You might hear people refer to this paper where the Society for Healthcare Epidemiology of America argues that asymptomatic people should not be tested. However, that’s only half of their recommendation. The other half is “when other infection prevention strategies are in place” (e.g. wearing masks and improved ventilation). In other words, they thought that money/time were better spent on getting other mitigation measures up to snuff.
This paper from Switzerland says that viruses in aerosols are inactivated by acid in the air. They say that influenza A in normal air gets inactivated within minutes, but COVID-19 takes days, but that adding small amounts of acid to the air will kill it much faster.
This case study report says that eight of twelve people with brain fog improved significant with a combo of guanfacine (an ADHD med) and N-acetylcysteine (aka NAC, an antioxidant). Both drugs are already approved, cheap, common, and pretty safe. Yay!!
This study from the USA says that Paxlovid cut Long COVID rates in half.
This study from the USA says that people who were hospitalized and had a positive COVID-19 were at significantly higher risk (10-50% higher) than hospitalized patients who did not have COVID-19 for diabetes, venous disorders, respiratory diseases, and/or fatigue.
This US CDC advisory now says that, because rapid antigen tests have so many false negatives with Omicron, it requires testmakers tell people to test twice over three days if they have symptoms, and three times over five days if they have no symptoms. This makes the rapid tests not very rapid. 🙁
This paper from BioNTech researchers in multiple countries says that while some of the alphabet soup variants can evade B-cells easily, it looks like the T cells still target them well.
This paper from Australia found that IL-6 receptor antagonists and antiplatelet agents improved COVID-19 survivability, but theraputic anticoagulants, convolescent plasma, and lopinavir-ritonavir did not help. hydroxycholoroquine made survivability worse.
This paper from the UK found that molnupiravir didn’t prevent hospitalizations or death.

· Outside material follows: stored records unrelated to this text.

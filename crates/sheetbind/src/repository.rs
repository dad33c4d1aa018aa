//! Typed repository over one tab
//!
//! `SheetRepository` binds a [`SheetsClient`] and a tab name to a
//! [`Record`] type and exposes the CRUD surface: read all records, append,
//! delete by row, and save individual fields back. Each operation is one
//! client call (appends chunk when large).

use std::marker::PhantomData;

use sheetbind_core::{schema, CellValue, FieldSpec, Record, RowView, SheetRange};

use crate::client::SheetsClient;
use crate::error::{ClientError, Result};

/// Rows per append request when bulk-adding records
const APPEND_BATCH: usize = 500;

/// Typed CRUD access to one tab.
///
/// The repository assumes row 1 is a header row unless constructed with
/// `has_header = false`; data rows start right below. Records read through
/// it carry their 1-based row index so they can be updated or deleted in
/// place.
pub struct SheetRepository<'a, R: Record> {
    client: &'a SheetsClient,
    tab: String,
    has_header: bool,
    _record: PhantomData<R>,
}

impl<'a, R: Record> SheetRepository<'a, R> {
    /// Bind a record type to a tab with a header row.
    ///
    /// Fails if the record's field layout is invalid (no fields, zero or
    /// duplicate columns).
    pub fn new(client: &'a SheetsClient, tab: impl Into<String>) -> Result<Self> {
        Self::with_options(client, tab, true)
    }

    /// Bind a record type to a tab, choosing whether row 1 is a header.
    pub fn with_options(
        client: &'a SheetsClient,
        tab: impl Into<String>,
        has_header: bool,
    ) -> Result<Self> {
        schema::validate_layout(R::FIELDS)?;
        Ok(Self {
            client,
            tab: tab.into(),
            has_header,
            _record: PhantomData,
        })
    }

    /// The tab this repository reads and writes
    pub fn tab(&self) -> &str {
        &self.tab
    }

    /// First row that holds record data (1-based)
    pub fn first_data_row(&self) -> u32 {
        if self.has_header {
            2
        } else {
            1
        }
    }

    // ========================================================================
    // Reads
    // ========================================================================

    /// Read every record in the tab.
    ///
    /// Rows whose mapped cells are all empty are skipped; the service pads
    /// gaps between used rows with blanks.
    pub async fn records(&self) -> Result<Vec<R>> {
        let range = self.data_range()?;
        let rows = self.client.get_rows(&range).await?;

        let mut records = Vec::with_capacity(rows.len());
        for (i, cells) in rows.iter().enumerate() {
            let row_index = self.first_data_row() + i as u32;
            let view = RowView::new(cells, self.first_column(), row_index);
            if view.is_blank() {
                continue;
            }
            records.push(R::from_row(&view)?);
        }

        tracing::debug!("Read {} record(s) from '{}'", records.len(), self.tab);
        Ok(records)
    }

    /// Read the record at a 1-based tab row, if the row holds data.
    pub async fn record(&self, row: u32) -> Result<Option<R>> {
        if row < self.first_data_row() {
            return Err(sheetbind_core::Error::InvalidRow(row).into());
        }

        let range = self.row_range(row)?;
        let rows = self.client.get_rows(&range).await?;

        match rows.first() {
            None => Ok(None),
            Some(cells) => {
                let view = RowView::new(cells, self.first_column(), row);
                if view.is_blank() {
                    Ok(None)
                } else {
                    Ok(Some(R::from_row(&view)?))
                }
            }
        }
    }

    // ========================================================================
    // Writes
    // ========================================================================

    /// Append one record after the last data row.
    pub async fn add(&self, record: &R) -> Result<()> {
        let range = self.data_range()?;
        self.client.append_rows(&range, &[record.to_row()]).await?;
        Ok(())
    }

    /// Append many records, chunking into batches of 500 rows per call.
    ///
    /// Returns the number of rows the service reports appended.
    pub async fn add_all(&self, records: &[R]) -> Result<u32> {
        let range = self.data_range()?;
        let mut total = 0;

        for chunk in records.chunks(APPEND_BATCH) {
            let rows: Vec<Vec<CellValue>> = chunk.iter().map(Record::to_row).collect();
            total += self.client.append_rows(&range, &rows).await?;
        }

        Ok(total)
    }

    /// Delete the tab row a record was read from.
    ///
    /// Errors with [`sheetbind_core::Error::NoRowIndex`] if the record was
    /// never read from the tab. Rows below the deleted one shift up, so
    /// other in-memory records' indices go stale.
    pub async fn delete(&self, record: &R) -> Result<()> {
        let row = record.row_index().ok_or(sheetbind_core::Error::NoRowIndex)?;
        self.client.delete_row(&self.tab, row).await
    }

    /// Delete a tab row by 1-based index.
    pub async fn delete_row(&self, row: u32) -> Result<()> {
        self.client.delete_row(&self.tab, row).await
    }

    /// Write one field of a record back to its cell.
    pub async fn save_field(&self, record: &R, spec: &FieldSpec) -> Result<()> {
        let row = record.row_index().ok_or(sheetbind_core::Error::NoRowIndex)?;
        let cell = self.field_cell(record, spec)?;
        self.client
            .update_cell(&self.tab, spec.column, row, cell)
            .await
    }

    /// Write several fields of a record back in one batch call.
    pub async fn save_fields(&self, record: &R, specs: &[FieldSpec]) -> Result<u32> {
        let row = record.row_index().ok_or(sheetbind_core::Error::NoRowIndex)?;

        let mut updates = Vec::with_capacity(specs.len());
        for spec in specs {
            let cell = self.field_cell(record, spec)?;
            let range = SheetRange::cell(&self.tab, spec.column, row)?;
            updates.push((range, vec![vec![cell]]));
        }

        self.client.update_cells(updates).await
    }

    // ========================================================================
    // Schema
    // ========================================================================

    /// Check the tab's header row against the record's declared display
    /// names. A repository without a header row validates trivially.
    pub async fn validate_schema(&self) -> Result<()> {
        if !self.has_header {
            return Ok(());
        }

        let range = self.header_range()?;
        let rows = self.client.get_rows(&range).await?;
        let empty = Vec::new();
        let cells = rows.first().unwrap_or(&empty);

        let view = RowView::new(cells, self.first_column(), 1);
        schema::validate_header(R::FIELDS, &view)?;
        tracing::debug!("Schema of '{}' matches {} field(s)", self.tab, R::FIELDS.len());
        Ok(())
    }

    /// Write the record's display names into the header row.
    ///
    /// Intended for freshly created tabs (e.g. before a CSV import).
    pub async fn write_header(&self) -> Result<()> {
        if !self.has_header {
            return Err(ClientError::UnexpectedResponse(
                "repository has no header row to write".to_string(),
            ));
        }

        let range = self.header_range()?;
        let cells = schema::header_cells(R::FIELDS);
        self.client.write_rows(&range, &[cells]).await?;
        Ok(())
    }

    // ========================================================================
    // Range helpers
    // ========================================================================

    fn first_column(&self) -> u32 {
        schema::min_column(R::FIELDS).unwrap_or(1)
    }

    fn last_column(&self) -> u32 {
        schema::max_column(R::FIELDS).unwrap_or(1)
    }

    fn data_range(&self) -> Result<SheetRange> {
        Ok(SheetRange::open_ended(
            &self.tab,
            self.first_column(),
            self.first_data_row(),
            self.last_column(),
        )?)
    }

    fn row_range(&self, row: u32) -> Result<SheetRange> {
        Ok(SheetRange::new(
            &self.tab,
            self.first_column(),
            row,
            self.last_column(),
            row,
        )?)
    }

    fn header_range(&self) -> Result<SheetRange> {
        Ok(SheetRange::new(
            &self.tab,
            self.first_column(),
            1,
            self.last_column(),
            1,
        )?)
    }

    /// The cell a record currently holds for one of its declared fields.
    fn field_cell(&self, record: &R, spec: &FieldSpec) -> Result<CellValue> {
        if !R::FIELDS
            .iter()
            .any(|f| f.column == spec.column && f.name == spec.name)
        {
            return Err(ClientError::UnknownField(spec.name));
        }

        let cells = record.to_row();
        let idx = (spec.column - self.first_column()) as usize;
        Ok(cells.get(idx).cloned().unwrap_or(CellValue::Empty))
    }
}

#[cfg(test)]
mod tests {
    use super::*;
    use crate::auth::StaticToken;
    use sheetbind_core::{FieldKind, RowBuilder};

    struct Task {
        row: Option<u32>,
        title: String,
        done: bool,
    }

    impl Task {
        const TITLE: FieldSpec = FieldSpec::new(2, "Title", FieldKind::Text);
        const DONE: FieldSpec = FieldSpec::new(4, "Done", FieldKind::Boolean);
    }

    impl Record for Task {
        const FIELDS: &'static [FieldSpec] = &[Task::TITLE, Task::DONE];

        fn from_row(row: &RowView<'_>) -> sheetbind_core::Result<Self> {
            Ok(Task {
                row: Some(row.row()),
                title: row.text(&Task::TITLE)?.unwrap_or_default(),
                done: row.boolean(&Task::DONE)?.unwrap_or(false),
            })
        }

        fn to_row(&self) -> Vec<CellValue> {
            let mut row = RowBuilder::for_record::<Self>();
            row.set_text(&Task::TITLE, self.title.clone());
            row.set_boolean(&Task::DONE, self.done);
            row.into_cells()
        }

        fn row_index(&self) -> Option<u32> {
            self.row
        }
    }

    fn client() -> SheetsClient {
        SheetsClient::new("sheet-123", StaticToken::new("tok")).unwrap()
    }

    #[test]
    fn test_ranges_follow_field_layout() {
        let client = client();
        let repo: SheetRepository<'_, Task> = SheetRepository::new(&client, "Tasks").unwrap();

        // Fields span columns 2..=4, data starts below the header
        assert_eq!(repo.data_range().unwrap().to_a1(), "Tasks!B2:D");
        assert_eq!(repo.row_range(7).unwrap().to_a1(), "Tasks!B7:D7");
        assert_eq!(repo.header_range().unwrap().to_a1(), "Tasks!B1:D1");
    }

    #[test]
    fn test_no_header_starts_at_row_one() {
        let client = client();
        let repo: SheetRepository<'_, Task> =
            SheetRepository::with_options(&client, "Tasks", false).unwrap();
        assert_eq!(repo.first_data_row(), 1);
        assert_eq!(repo.data_range().unwrap().to_a1(), "Tasks!B1:D");
    }

    #[test]
    fn test_field_cell_extraction() {
        let client = client();
        let repo: SheetRepository<'_, Task> = SheetRepository::new(&client, "Tasks").unwrap();

        let task = Task {
            row: Some(3),
            title: "Ship it".into(),
            done: true,
        };

        assert_eq!(
            repo.field_cell(&task, &Task::TITLE).unwrap(),
            CellValue::from("Ship it")
        );
        assert_eq!(
            repo.field_cell(&task, &Task::DONE).unwrap(),
            CellValue::Boolean(true)
        );

        // A spec that isn't part of the layout is rejected
        let foreign = FieldSpec::new(9, "Other", FieldKind::Text);
        assert!(matches!(
            repo.field_cell(&task, &foreign),
            Err(ClientError::UnknownField("Other"))
        ));
    }

    #[test]
    fn test_duplicate_layout_rejected() {
        struct Broken;

        impl Record for Broken {
            const FIELDS: &'static [FieldSpec] = &[
                FieldSpec::new(1, "A", FieldKind::Text),
                FieldSpec::new(1, "B", FieldKind::Text),
            ];

            fn from_row(_row: &RowView<'_>) -> sheetbind_core::Result<Self> {
                Ok(Broken)
            }

            fn to_row(&self) -> Vec<CellValue> {
                Vec::new()
            }

            fn row_index(&self) -> Option<u32> {
                None
            }
        }

        let client = client();
        assert!(SheetRepository::<Broken>::new(&client, "Tasks").is_err());
    }
}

This article, published in four journals simultaneously, calls for a rethink of random clinical trials, making them less heavyweight. During the pandemic, the UK introduced the RECOVERY framework — which included the IT tools to support it — which told doctors which of the trialed (known) drugs to prescribe, then aggregated information from doctors doing routine clinical care to be able to see which drugs worked better. The RECOVERY framework was hugely successful. It was the study which proved that dexamethasone (which was already generic, so cheap!) was very useful against COVID-19.
One of the reasons this worked was, ironically, because they had no clue what would work. Doctors were making scientifically-informed guesses, using drugs which had already been approved for other purposes. RECOVERY took the most promising of those and randomized them up.
One big advantage of RECOVERY is that it used pre-existing drugs. No drug company would have ever paid for a random clinical trial of dexamethasone because the patent protections had already expired. And, once dexamethasone was shown to be useful against COVID-19, everyone in the world could immediately start using it — because it had already been approved.
RECOVERY-style analysis of “routine care” is a hugely, hugely important area of medicine right now. Even if you don’t read the article, you should be aware of it.
This blog posting isn’t about COVID-19, but it’s important: it talks about using fast DNA testing as a diagnostic tool.
This article talks about mucosal vaccines.